American programming language designer, software engineer and inventor

Anthony James Barr (born September 24, 1940), aka Tony Barr or Jim Barr, is an American programming language designer, software engineer, and inventor. He is best known for developing the SAS software suite and for co-founding SAS Institute. SAS software is used for data management, analytics, and artificial intelligence. Among his other notable contributions are techniques for automated lumber yield optimization and the Automated Classification of Medical Entities (ACME).
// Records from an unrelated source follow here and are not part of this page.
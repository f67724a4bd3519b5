//! Local registry of named templates.
//!
//! Templates live in two tiers under the registry root:
//! - `templates/contributed/<name>`: created by users, removable
//! - `templates/system/<name>`: extracted from the archives bundled into the binary,
//!   replaced wholesale whenever the binary's version changes

use std::fs;
use std::io::Cursor;
use std::path::{Path, PathBuf};
use std::sync::OnceLock;

use log::{debug, info, warn};
use regex::Regex;
use walkdir::WalkDir;

use crate::archive::{extract, BundledArchive};
use crate::constants::{CONTRIBUTED_TIER, DEFAULT_TEMPLATE, SYSTEM_TIER, TEMPLATES_DIR, VERSION_FILE};
use crate::error::{Error, Result};
use crate::ignore::{anchored, Exclusions};

/// Outcome of [`TemplateRegistry::initialize_system_templates`].
#[derive(Debug, Clone, Copy, PartialEq, Eq)]
pub enum Initialization {
    /// The system tier already matched the version and was left alone
    Unchanged,
    /// The system tier was rebuilt from this many archives
    Extracted(usize),
}

/// Template names per tier, sorted.
#[derive(Debug, Default, Clone, PartialEq, Eq)]
pub struct TemplateListing {
    pub system: Vec<String>,
    pub contributed: Vec<String>,
}

/// Two-tier template registry rooted at an explicit directory.
#[derive(Debug, Clone)]
pub struct TemplateRegistry {
    root: PathBuf,
}

/// Checks that a template name starts with an alphanumeric character and contains
/// only alphanumerics and dashes.
pub fn validate_template_name(name: &str) -> Result<()> {
    static NAME_PATTERN: OnceLock<Regex> = OnceLock::new();
    let pattern = NAME_PATTERN.get_or_init(|| {
        // Constant pattern, known to compile.
        Regex::new(r"^[a-zA-Z0-9][a-zA-Z0-9-]*$").unwrap()
    });

    if pattern.is_match(name) {
        Ok(())
    } else {
        Err(Error::ValidationError(format!(
            "invalid template name '{}': must start with alphanumeric and contain only alphanumeric characters and dashes",
            name
        )))
    }
}

impl TemplateRegistry {
    pub fn new<P: Into<PathBuf>>(root: P) -> Self {
        Self { root: root.into() }
    }

    pub fn root(&self) -> &Path {
        &self.root
    }

    pub fn system_dir(&self) -> PathBuf {
        self.root.join(TEMPLATES_DIR).join(SYSTEM_TIER)
    }

    pub fn contributed_dir(&self) -> PathBuf {
        self.root.join(TEMPLATES_DIR).join(CONTRIBUTED_TIER)
    }

    pub fn version_path(&self) -> PathBuf {
        self.root.join(VERSION_FILE)
    }

    /// Where a contributed template of this name lives, whether or not it exists.
    pub fn contributed_path(&self, name: &str) -> Result<PathBuf> {
        validate_template_name(name)?;
        Ok(self.contributed_dir().join(name))
    }

    /// Creates the registry root and both tier directories.
    pub fn ensure_layout(&self) -> Result<()> {
        for dir in [self.system_dir(), self.contributed_dir()] {
            fs::create_dir_all(&dir).map_err(|e| {
                Error::TemplateError(format!(
                    "failed to create directory {}: {} (check permissions)",
                    dir.display(),
                    e
                ))
            })?;
        }
        Ok(())
    }

    /// Resolves a template name, preferring the contributed tier.
    pub fn resolve(&self, name: &str) -> Result<PathBuf> {
        validate_template_name(name)?;

        let contributed = self.contributed_dir().join(name);
        if contributed.is_dir() {
            debug!("Resolved template '{}' to contributed tier.", name);
            return Ok(contributed);
        }

        let system = self.system_dir().join(name);
        if system.is_dir() {
            debug!("Resolved template '{}' to system tier.", name);
            return Ok(system);
        }

        Err(Error::TemplateNotFound { name: name.to_string() })
    }

    /// The system tier's default template.
    pub fn default_template(&self) -> Result<PathBuf> {
        let path = self.system_dir().join(DEFAULT_TEMPLATE);
        if !path.is_dir() {
            return Err(Error::DefaultTemplateMissing { path: path.display().to_string() });
        }
        Ok(path)
    }

    /// Rebuilds the system tier from `archives` unless it already matches `version`.
    ///
    /// The version marker is rewritten on every call, including the no-op path.
    /// Each archive is unpacked into a scoped temporary directory inside the
    /// registry root and moved into place, so an interrupted extraction never
    /// leaves a half-written template behind in the system tier.
    pub fn initialize_system_templates(
        &self,
        archives: &[BundledArchive<'_>],
        version: &str,
    ) -> Result<Initialization> {
        self.ensure_layout()?;

        let recorded = fs::read_to_string(self.version_path()).ok();
        let populated = fs::read_dir(self.system_dir())?.next().is_some();

        let outcome = if recorded.as_deref().map(str::trim) == Some(version) && populated {
            debug!("System templates already at version {}.", version);
            Initialization::Unchanged
        } else {
            let system_dir = self.system_dir();
            fs::remove_dir_all(&system_dir).map_err(|e| {
                Error::TemplateError(format!(
                    "failed to remove existing system templates at {}: {} (check permissions)",
                    system_dir.display(),
                    e
                ))
            })?;
            fs::create_dir_all(&system_dir)?;

            for archive in archives {
                self.install_archive(archive)?;
            }
            info!("Initialized {} system template(s) at {}.", archives.len(), system_dir.display());
            Initialization::Extracted(archives.len())
        };

        fs::write(self.version_path(), version)?;
        Ok(outcome)
    }

    fn install_archive(&self, archive: &BundledArchive<'_>) -> Result<()> {
        let staging = tempfile::Builder::new().prefix(".extract-").tempdir_in(&self.root)?;

        let files = extract(Cursor::new(archive.bytes), staging.path()).map_err(|e| {
            Error::TemplateError(format!("failed to extract {}: {}", archive.name, e))
        })?;
        debug!("Extracted {} file(s) from '{}'.", files, archive.name);

        for entry in fs::read_dir(staging.path())? {
            let entry = entry?;
            let target = self.system_dir().join(entry.file_name());
            if target.exists() {
                fs::remove_dir_all(&target)?;
            }
            fs::rename(entry.path(), &target)?;
        }

        Ok(())
    }

    /// Path of an existing contributed template.
    ///
    /// # Errors
    /// * `Error::ValidationError` if `name` only exists as a system template
    /// * `Error::TemplateNotFound` if it exists in neither tier
    pub fn find_contributed(&self, name: &str) -> Result<PathBuf> {
        let path = self.contributed_path(name)?;
        if path.is_dir() {
            return Ok(path);
        }
        if self.system_dir().join(name).is_dir() {
            return Err(Error::ValidationError(format!(
                "'{}' is a system template and cannot be removed",
                name
            )));
        }
        Err(Error::TemplateNotFound { name: name.to_string() })
    }

    /// Deletes a contributed template. System templates cannot be removed.
    pub fn remove(&self, name: &str) -> Result<PathBuf> {
        let path = self.find_contributed(name)?;
        fs::remove_dir_all(&path)?;
        info!("Removed contributed template '{}'.", name);
        Ok(path)
    }

    /// Lists template names in both tiers.
    pub fn list(&self) -> Result<TemplateListing> {
        Ok(TemplateListing {
            system: list_dirs(&self.system_dir())?,
            contributed: list_dirs(&self.contributed_dir())?,
        })
    }

    /// Copies `source` verbatim into the contributed tier as `name`.
    ///
    /// Excluded entries are skipped and an existing contributed template of the
    /// same name is replaced.
    pub fn create_from_directory<P: AsRef<Path>>(&self, source: P, name: &str) -> Result<PathBuf> {
        let source = source.as_ref();
        let dest = self.contributed_path(name)?;

        if dest.exists() {
            warn!("Template {} already exists and will be overwritten.", name);
            fs::remove_dir_all(&dest)?;
        }
        fs::create_dir_all(&dest)?;

        let exclusions = Exclusions::default();
        let guard_root = !source.starts_with(&self.root);
        let mut walker = WalkDir::new(source).sort_by_file_name().into_iter();

        while let Some(entry) = walker.next() {
            let entry = entry?;
            let path = entry.path();

            // Never copy the registry into itself.
            if path.starts_with(&dest) || (guard_root && path.starts_with(&self.root)) {
                if entry.file_type().is_dir() {
                    walker.skip_current_dir();
                }
                continue;
            }

            let relative = path.strip_prefix(source).map_err(|e| Error::TemplateError(e.to_string()))?;
            if relative.as_os_str().is_empty() {
                continue;
            }

            let is_dir = entry.file_type().is_dir();
            let verdict = exclusions.is_excluded(anchored(relative), is_dir);
            if verdict.excluded {
                debug!("Skipping '{}'.", relative.display());
                if verdict.skip_descendants {
                    walker.skip_current_dir();
                }
                continue;
            }

            let target = dest.join(relative);
            if is_dir {
                fs::create_dir_all(&target)?;
            } else if entry.file_type().is_file() {
                if let Some(parent) = target.parent() {
                    fs::create_dir_all(parent)?;
                }
                fs::copy(path, &target)?;
            }
        }

        info!("Created template '{}' at {}.", name, dest.display());
        Ok(dest)
    }
}

fn list_dirs(dir: &Path) -> Result<Vec<String>> {
    if !dir.is_dir() {
        return Ok(Vec::new());
    }

    let mut names = Vec::new();
    for entry in fs::read_dir(dir)? {
        let entry = entry?;
        if entry.file_type()?.is_dir() {
            names.push(entry.file_name().to_string_lossy().into_owned());
        }
    }
    names.sort();
    Ok(names)
}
== Early life and education ==
Barr was born in New York City, in 1940, and raised in Summit, New Jersey. Growing up, he was inspired by the biographies of Ben Franklin, Marconi, Alexander Graham Bell, Wright Brothers, and Sikorsky, as well as visits to the Franklin Institute in Philadelphia and the Museum of Natural History in New York City.

Barr graduated from Summit High School in 1958. He received a BS in Applied Physics (with honors) at North Carolina State University in 1962, during which time he began an assistantship at the NCSU Computing Center. In 1963, he received a National Science Foundation Fellowship to study physical oceanography at Woods Hole Oceanographic Institution, and a National Science Foundation Graduate Fellowship at NCSU. He received his MS in Physics at NCSU in 1968.

Barr was named 1995 Distinguished Alumnus, North Carolina State University, College of Physical and Mathematical Sciences.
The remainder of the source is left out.